This time, she hesitates.

It’s small. Wrapped in thin tissue. She looks embarrassed before she even gives it to me.

“I saw this by the register,” she says. “It was stupid.”

“Stupid is my brand.”

She hands it over.

I unwrap it.

A keychain.

Cheap metal. Gas station quality. A dinosaur.

For a second, I can’t make sense of it.

Not because it’s complicated.

Because it’s nothing.

A stupid, cheap thing from a grocery store checkout.

A woman saw it and thought of me.

And the kid.

And maybe the weird space between.

The ground shifts under my boots.

Amelia rushes to fill the silence. “It’s dumb. I just thought because of August, and you can throw it away if you want. I don’t know why I bought it.”

I close my hand around it.

Hard.

“Don’t do that.”

She blinks. “Do what?”

“Take it back before I get to keep it.”

Her mouth parts.

I tuck the keychain into my pocket before she can say anything else.

“Thank you.”

Her face softens in a way that makes my chest tight.

“You’re welcome.”

We stand there too long.

Grocery bags between us.

Rain smell in the air.

Keys in her hand.

A stupid dinosaur keychain in my pocket.

The porch light is off because it’s daytime, but I feel exposed anyway.

From inside, August yells, “Derby! Blue Rex needs court snacks!”

Amelia laughs and turns toward the house.

I grab two bags from the truck. “Court snacks. Very official.”

We carry the groceries inside. August attacks the fruit snacks like a starving judge with no ethics. I put the coffee filters in the cabinet and the keychain on my actual keys before I can overthink it. It looks ridiculous hanging there beside my bike key.

I like it.

Too much.

Amelia sees me do it.

She says nothing.

She does smile.

The afternoon settles softer than I expect.

Not safe.

Soft.

There is a difference.

Amelia puts groceries away and pauses every time she realizes she knows where something belongs now. August eats fruit snacks in the fort. I install a better latch on the back door while she watches, not because it’s broken, but because it makes me feel useful and keeps my hands off her.

She teases me about needing three locks.

I tell her the fourth is coming tomorrow.

She rolls her eyes.

It feels almost normal.

Which is probably why the world decides to spit on it.
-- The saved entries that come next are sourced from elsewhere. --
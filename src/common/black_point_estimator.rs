/*
 * Copyright 2007 ZXing authors
 *
 * Licensed under the Apache License, Version 2.0 (the "License");
 * you may not use this file except in compliance with the License.
 * You may obtain a copy of the License at
 *
 *      http://www.apache.org/licenses/LICENSE-2.0
 *
 * Unless required by applicable law or agreed to in writing, software
 * distributed under the License is distributed on an "AS IS" BASIS,
 * WITHOUT WARRANTIES OR CONDITIONS OF ANY KIND, either express or implied.
 * See the License for the specific language governing permissions and
 * limitations under the License.
 */

use crate::common::Result;
use crate::Exceptions;

/// Finds the luminance bucket that best separates a histogram's two major
/// peaks (background and foreground). Shared by `GlobalHistogramBinarizer`
/// and `HybridBinarizer`'s low-contrast tile fallback.
pub fn estimate_black_point(buckets: &[u32]) -> Result<usize> {
    let num_buckets = buckets.len();

    let mut first_peak = 0usize;
    let mut first_peak_size = 0u32;
    for (i, &count) in buckets.iter().enumerate() {
        if count > first_peak_size {
            first_peak = i;
            first_peak_size = count;
        }
    }

    let mut second_peak = 0usize;
    let mut second_peak_score = 0i64;
    for (i, &count) in buckets.iter().enumerate() {
        let distance = i as i64 - first_peak as i64;
        let score = distance * distance * count as i64;
        if score > second_peak_score {
            second_peak = i;
            second_peak_score = score;
        }
    }

    let (first_peak, second_peak) = if first_peak > second_peak {
        (second_peak, first_peak)
    } else {
        (first_peak, second_peak)
    };

    if second_peak - first_peak <= num_buckets / 16 {
        return Err(Exceptions::not_found_with(
            "too little dynamic range in luminance histogram",
        ));
    }

    let mut best_valley = second_peak - 1;
    let mut best_valley_score = -1i64;
    for i in (first_peak + 1)..second_peak {
        let from_first = (i - first_peak) as i64;
        let score = from_first
            * from_first
            * (second_peak - i) as i64
            * (first_peak_size as i64 - buckets[i] as i64);
        if score > best_valley_score {
            best_valley = i;
            best_valley_score = score;
        }
    }

    Ok(best_valley)
}

#[cfg(test)]
mod tests {
    use super::*;

    #[test]
    fn finds_the_valley_between_two_spikes() {
        let mut buckets = vec![0u32; 32];
        buckets[2] = 1000;
        buckets[28] = 1000;
        let valley = estimate_black_point(&buckets).unwrap();
        assert!(valley > 2 && valley < 28);
    }

    #[test]
    fn rejects_a_flat_histogram() {
        let buckets = vec![10u32; 32];
        assert!(estimate_black_point(&buckets).is_err());
    }
}
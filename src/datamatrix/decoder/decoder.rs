/*
 * Copyright 2010 ZXing authors
 *
 * Licensed under the Apache License, Version 2.0 (the "License");
 * you may not use this file except in compliance with the License.
 * You may obtain a copy of the License at
 *
 *      http://www.apache.org/licenses/LICENSE-2.0
 *
 * Unless required by applicable law or agreed to in writing, software
 * distributed under the License is distributed on an "AS IS" BASIS,
 * WITHOUT WARRANTIES OR CONDITIONS OF ANY KIND, either express or implied.
 * See the License for the specific language governing permissions and
 * limitations under the License.
 */

use crate::common::reedsolomon::{get_predefined_genericgf, PredefinedGenericGf, ReedSolomonDecoder};
use crate::common::BitMatrix;
use crate::datamatrix::decoder::{decoded_bit_stream_parser, BitMatrixParser, DataBlock};
use crate::result::DecoderRXingResult;
use crate::Exceptions;

/// Turns a sampled Data Matrix symbol grid into text: parse the
/// version from its dimensions, pull codewords off the grid along the
/// Utah diagonal sweep, de-interleave them into their Reed-Solomon
/// blocks, correct each block against GF(256) with generator base 1,
/// then hand the concatenated data codewords to the bit-stream parser.
pub struct Decoder;

impl Decoder {
    pub fn decode(bits: &BitMatrix) -> Result<DecoderRXingResult, Exceptions> {
        let mut parser = BitMatrixParser::new(bits)?;
        let version = parser.version();

        let codewords = parser.read_codewords()?;
        let data_blocks = DataBlock::get_data_blocks(&codewords, version)?;

        let total_bytes: usize = data_blocks.iter().map(|b| b.num_data_codewords()).sum();
        let mut result_bytes = vec![0u8; total_bytes];
        let mut result_offset = 0usize;

        let field = get_predefined_genericgf(PredefinedGenericGf::DataMatrixField256);
        let rs_decoder = ReedSolomonDecoder::new(field);

        for mut block in data_blocks {
            let num_data_codewords = block.num_data_codewords();
            let codeword_bytes = block.codewords_mut();
            let mut codeword_ints: Vec<i32> = codeword_bytes.iter().map(|&b| b as i32).collect();

            let num_ec_codewords = codeword_ints.len() - num_data_codewords;
            rs_decoder
                .decode(&mut codeword_ints, num_ec_codewords)
                .map_err(|_| Exceptions::checksum_with("reed-solomon correction failed"))?;

            for value in codeword_ints.iter().take(num_data_codewords) {
                result_bytes[result_offset] = *value as u8;
                result_offset += 1;
            }
        }

        decoded_bit_stream_parser::decode(&result_bytes)
    }
}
The knock comes near dusk.

Not at the door.

A light thunk against the porch.

I’m on my feet before Amelia turns.

August freezes in the fort, one fruit snack halfway to his mouth.

I hold up a hand. “Stay.”

Amelia moves to August anyway, because no mother on earth obeys an order when her child is in the room.

Good.

If ads affect your reading experience, click here to remove ads on this page.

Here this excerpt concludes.